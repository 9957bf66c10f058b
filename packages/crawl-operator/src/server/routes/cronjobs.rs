use axum::{extract::Extension, Json};

use crate::common::OperatorError;
use crate::domains::scheduled_jobs::{
    sync_scheduled_trigger, TriggerSyncRequest, TriggerSyncResponse,
};
use crate::kernel::OperatorDeps;

pub async fn cronjob_sync_handler(
    Extension(deps): Extension<OperatorDeps>,
    Json(request): Json<TriggerSyncRequest>,
) -> Result<Json<TriggerSyncResponse>, OperatorError> {
    Ok(Json(sync_scheduled_trigger(&deps, request).await?))
}
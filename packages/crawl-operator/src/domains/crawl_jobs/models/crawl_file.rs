use serde::{Deserialize, Serialize};

/// One entry drained from a crawl's done-mailbox.
///
/// Workers push a JSON blob per finished WACZ; entries without a filename
/// are status chatter and are skipped.
#[derive(Debug, Clone, Default, Deserialize)]
#[serde(default)]
pub struct MailboxEntry {
    pub filename: Option<String>,
    pub size: u64,
    pub hash: String,
}

/// A file produced by a crawl. Written once, never updated.
#[derive(Debug, Clone, PartialEq, Eq, Serialize, Deserialize)]
pub struct CrawlFile {
    pub filename: String,
    pub size: u64,
    pub hash: String,
    /// Storage the filename is relative to; `None` when the path is absolute.
    pub def_storage_name: Option<String>,
}

impl CrawlFile {
    /// Build the record for a completed file, storing the path relative to
    /// the tenant's storage root when the root occurs inside it.
    pub fn from_completed(
        filename: &str,
        size: u64,
        hash: &str,
        storage_name: &str,
        storage_path: &str,
    ) -> Self {
        let relative_at = if storage_path.is_empty() {
            None
        } else {
            filename.find(storage_path)
        };

        match relative_at {
            Some(index) => Self {
                filename: filename[index..].to_string(),
                size,
                hash: hash.to_string(),
                def_storage_name: Some(storage_name.to_string()),
            },
            None => Self {
                filename: filename.to_string(),
                size,
                hash: hash.to_string(),
                def_storage_name: None,
            },
        }
    }
}

#[cfg(test)]
mod tests {
    use super::*;

    #[test]
    fn strips_bucket_prefix_before_storage_path() {
        let file = CrawlFile::from_completed(
            "s3://bucket/orgs/o1/crawl-1.wacz",
            10,
            "abc",
            "default",
            "orgs/o1/",
        );
        assert_eq!(file.filename, "orgs/o1/crawl-1.wacz");
        assert_eq!(file.def_storage_name.as_deref(), Some("default"));
    }

    #[test]
    fn keeps_path_already_relative() {
        let file =
            CrawlFile::from_completed("orgs/o1/crawl-1.wacz", 10, "abc", "default", "orgs/o1/");
        assert_eq!(file.filename, "orgs/o1/crawl-1.wacz");
        assert_eq!(file.def_storage_name.as_deref(), Some("default"));
    }

    #[test]
    fn unrelated_path_stays_absolute() {
        let file = CrawlFile::from_completed("/tmp/x.wacz", 10, "abc", "default", "orgs/o1/");
        assert_eq!(file.filename, "/tmp/x.wacz");
        assert_eq!(file.def_storage_name, None);
    }

    #[test]
    fn mailbox_entry_tolerates_extra_fields() {
        let entry: MailboxEntry = serde_json::from_str(
            r#"{"filename": "a.wacz", "size": 5, "hash": "h", "completed": true}"#,
        )
        .unwrap();
        assert_eq!(entry.filename.as_deref(), Some("a.wacz"));
        assert_eq!(entry.size, 5);
    }
}
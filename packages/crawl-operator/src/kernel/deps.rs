//! Operator dependencies (using traits for testability)
//!
//! This module provides the dependency container handed to every reconciler.
//! All external services sit behind trait objects so tests can swap in the
//! in-memory fakes from `test_dependencies`.

use anyhow::Result;
use sqlx::PgPool;
use std::sync::Arc;

use crate::config::{Config, OperatorParams};
use crate::kernel::{
    BaseClusterClient, BaseCrawlCreator, BaseMetadataStore, BaseProgressStoreConnector,
    BaseQuotaOracle, BaseResourceRenderer, DefaultResourceRenderer, KubeClusterClient,
    PgMetadataStore, RedisConnector, TaskPool,
};

#[derive(Clone)]
pub struct OperatorDeps {
    /// Startup parameters; immutable for the life of the process
    pub params: Arc<OperatorParams>,
    pub metadata: Arc<dyn BaseMetadataStore>,
    pub quotas: Arc<dyn BaseQuotaOracle>,
    pub crawl_creator: Arc<dyn BaseCrawlCreator>,
    /// Opens the per-crawl progress store
    pub progress: Arc<dyn BaseProgressStoreConnector>,
    pub cluster: Arc<dyn BaseClusterClient>,
    pub renderer: Arc<dyn BaseResourceRenderer>,
    /// Background work started by reconciliation
    pub tasks: TaskPool,
}

impl OperatorDeps {
    #[allow(clippy::too_many_arguments)]
    pub fn new(
        params: OperatorParams,
        metadata: Arc<dyn BaseMetadataStore>,
        quotas: Arc<dyn BaseQuotaOracle>,
        crawl_creator: Arc<dyn BaseCrawlCreator>,
        progress: Arc<dyn BaseProgressStoreConnector>,
        cluster: Arc<dyn BaseClusterClient>,
        renderer: Arc<dyn BaseResourceRenderer>,
        tasks: TaskPool,
    ) -> Self {
        Self {
            params: Arc::new(params),
            metadata,
            quotas,
            crawl_creator,
            progress,
            cluster,
            renderer,
            tasks,
        }
    }

    /// Production wiring: postgres for records, redis per crawl, the
    /// in-cluster API for deletes.
    pub fn from_config(config: &Config, pool: PgPool) -> Result<Self> {
        let store = Arc::new(PgMetadataStore::new(pool));
        let cluster =
            KubeClusterClient::in_cluster(&config.kubernetes_api_url, &config.operator.namespace)?;

        Ok(Self::new(
            config.operator.clone(),
            store.clone(),
            store.clone(),
            store,
            Arc::new(RedisConnector),
            Arc::new(cluster),
            Arc::new(DefaultResourceRenderer::new(config.operator.clone())),
            TaskPool::new(),
        ))
    }
}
········
→ Directions
Your reply is to be the number of lines above in which the word "BaseMetadataStore" appears, and nothing else.

→ Exercise output
3